Cosa prevede l’articolo 3 comma 1 della Legge 104? In pochi lo sanno ma è fondamentale. Vediamo insieme cosa cambia.

Tutti o quasi conoscono la Legge 104/ 92 ma ben pochi sanno che cosa cambia con l’articolo 3 del comma 1. In questo articolo vi spieghiamo tutto.

Bonus legge 104
Legge 104 cosa cambia Adriatico24ore.it

La legge 104 del 1992 riconosce i diritti dei lavoratori affetti da disabilità. Grazie a tale legge un lavoratore dipendente- sia del pubblico sia del privato- può fruire di tre giorni di permesso retribuiti ogni mese oppure di una riduzione oraria giornaliera. Per beneficiare di permessi e agevolazioni il lavoratore deve avere una percentuale di invalidità pari almeno al 74% che deve essere riconosciuta da una commissione Asl e dall’Inps.

Legge 104: cosa cambia con l’articolo 3 del comma 1

La legge 104 prevede ulteriori agevolazioni in casi particolari. Uno di questi casi è rappresentato dall’articolo 3 del comma 1. Vediamo insieme cosa cambia.

Il comma 1 riconosce al lavoratore disabile particolari difficoltà sul lavoro e nelle relazioni sociali causate da minorazioni psichiche o sensoriali. Il comma 1 prevede, per il lavoratore disabile, la possibilità di rifiutare il lavoro notturno. Per lavoro notturno si intende un turno di almeno 7 ore che inizi dopo mezzanotte. Per il resto non sono previste ulteriori agevolazioni rispetto alla semplice legge 104.

Legge 104 articolo 3
Agevolazioni previste dalla legge 104 Adriatico24ore.it

Completamente diversa la storia per coloro ai quali viene riconosciuto anche l’articolo 3, cioè l’handicap in situazione di gravità. La disabilità grave, infatti, comporta tutta una serie di benefici extra. L’articolo 3 viene riconosciuto in caso di non completa autosufficienza. Il disabile, in pratica, necessita di assistenza permanente nella sfera privata e relazionale.

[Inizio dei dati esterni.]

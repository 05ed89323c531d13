//! Record store implementations for resolved addresses.

pub mod memory;
pub mod mysql;

pub use cep_core::store::{AddressStore, UpsertOutcome};
pub use cep_core::StorageError;
pub use memory::InMemoryAddressStore;
pub use mysql::MySqlAddressStore;
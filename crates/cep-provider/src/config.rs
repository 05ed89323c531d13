use serde::Deserialize;
use std::time::Duration;
use typed_builder::TypedBuilder;

use crate::awesome_api;
use crate::brasil_api;
use crate::via_cep;

/// Per-request timeout applied when none is configured.
pub const DEFAULT_TIMEOUT: Duration = Duration::from_secs(5);

/// Connection settings for one provider endpoint.
#[derive(Debug, Clone, TypedBuilder, Deserialize)]
pub struct ProviderConfig {
    /// Scheme and host, optionally with a path prefix, without the
    /// provider-specific route.
    #[builder(setter(into))]
    pub base_url: String,

    #[builder(default = DEFAULT_TIMEOUT)]
    #[serde(default = "default_timeout")]
    pub timeout: Duration,
}

fn default_timeout() -> Duration {
    DEFAULT_TIMEOUT
}

impl ProviderConfig {
    /// A config for `base_url` with the default timeout.
    pub fn new(base_url: impl Into<String>) -> Self {
        Self::builder().base_url(base_url).build()
    }
}

/// Settings for the three providers of the standard chain.
#[derive(Debug, Clone, TypedBuilder, Deserialize)]
#[serde(default)]
pub struct ChainConfig {
    #[builder(default = ProviderConfig::new(brasil_api::DEFAULT_BASE_URL))]
    pub brasil_api: ProviderConfig,

    #[builder(default = ProviderConfig::new(via_cep::DEFAULT_BASE_URL))]
    pub via_cep: ProviderConfig,

    #[builder(default = ProviderConfig::new(awesome_api::DEFAULT_BASE_URL))]
    pub awesome_api: ProviderConfig,
}

impl Default for ChainConfig {
    fn default() -> Self {
        Self::builder().build()
    }
}

impl ChainConfig {
    /// Points all three providers at the same host, keeping each one's
    /// route. Mostly useful against a local stub.
    pub fn single_host(base_url: &str, timeout: Duration) -> Self {
        let config = ProviderConfig::builder()
            .base_url(base_url)
            .timeout(timeout)
            .build();
        Self {
            brasil_api: config.clone(),
            via_cep: config.clone(),
            awesome_api: config,
        }
    }
}
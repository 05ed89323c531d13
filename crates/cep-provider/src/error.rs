use thiserror::Error;

#[derive(Debug, Error)]
pub enum ProviderError {
    #[error("invalid base url '{url}': {reason}")]
    InvalidBaseUrl { url: String, reason: String },

    #[error("failed to build http client: {0}")]
    Client(String),
}

pub type Result<T> = std::result::Result<T, ProviderError>;
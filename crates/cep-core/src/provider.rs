use crate::address::ResolvedAddress;
use crate::code::CepCode;
use async_trait::async_trait;

/// What a single provider said about a code.
#[derive(Debug, Clone, PartialEq, Eq)]
pub enum LookupOutcome {
    /// The provider knows the code.
    Resolved(ResolvedAddress),
    /// The provider answered, and the answer is "unknown code".
    Miss,
    /// The provider could not be asked: connection failure, timeout,
    /// bad status or an unreadable body.
    Unavailable(String),
}

/// One external address source.
///
/// Implementations never fail: every transport or payload problem is folded
/// into [`LookupOutcome::Unavailable`] or [`LookupOutcome::Miss`].
#[async_trait]
pub trait AddressProvider: Send + Sync {
    /// Stable identifier used in logs, e.g. `"BRASIL_API"`.
    fn id(&self) -> &'static str;

    /// Looks up a single normalized code.
    async fn lookup(&self, code: &CepCode) -> LookupOutcome;
}
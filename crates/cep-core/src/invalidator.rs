use crate::code::CepCode;
use std::fmt::Display;

/// A change to a stored address record.
#[derive(Debug, Clone, PartialEq, Eq)]
pub enum Mutation {
    Created(CepCode),
    Updated(CepCode),
    Deleted(CepCode),
}

impl Mutation {
    /// The code whose record changed.
    pub fn code(&self) -> &CepCode {
        match self {
            Mutation::Created(code) | Mutation::Updated(code) | Mutation::Deleted(code) => code,
        }
    }
}

impl Display for Mutation {
    fn fmt(&self, f: &mut std::fmt::Formatter<'_>) -> std::fmt::Result {
        match self {
            Mutation::Created(code) => write!(f, "created {code}"),
            Mutation::Updated(code) => write!(f, "updated {code}"),
            Mutation::Deleted(code) => write!(f, "deleted {code}"),
        }
    }
}

/// Observer notified after every successful create, update or delete.
///
/// `notify` is synchronous and must return immediately: implementations hand
/// the work to a background task and never report its outcome to the caller.
pub trait CacheInvalidator: Send + Sync + 'static {
    fn notify(&self, mutation: Mutation);
}

/// An invalidator for deployments without a secondary cache.
#[derive(Debug, Clone, Copy, Default)]
pub struct NoopInvalidator;

impl CacheInvalidator for NoopInvalidator {
    fn notify(&self, _mutation: Mutation) {}
}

Se ad un soggetto viene riconosciuto l’handicap grave avrà diritto non solo ai permessi retribuiti ma avrà diritto anche a scegliere la sede di lavoro e non potrà essere trasferito senza il proprio consenso. Se ad un disabile viene riconosciuto l’handicap grave con l’articolo 3, allora possono fruire dei permessi previsti dalla legge 104 non solo i lavoratori con disabilità ma anche i caregiver, cioè coloro  che devono assistere i familiari a cui sia stata riconosciuta l’invalidità di almeno il 74% e l’handicap grave.

Un lavoratore, infatti, può usare i permessi per assistere il coniuge o il convivente di fatto  i figli, i genitori, i fratelli o un altro familiare purché entro il terzo grado di parentela. Inoltre in questi casi un dipendente può anche beneficiare di un periodo di congedo retribuito fino a due anni.

Ricordiamo, inoltre, che già a partire dal 67% di disabilità, una persona- pur continuando a lavorare- se ha almeno 5 anni di contributi, ha diritto all’assegno ordinario di invalidità. Questa prestazione dura tre anni. Dopo tre anni il disabile dovrà sottoporsi ad una nuova visita con i medici dell’Inps che valuteranno se rinnovare o no l’assegno. Dopo il terzo rinnovo consecutivo, l’assegno ordinario di invalidità diventa permanente e, raggiunti i 67 anni, si trasforma in pensione di vecchiaia ordinaria.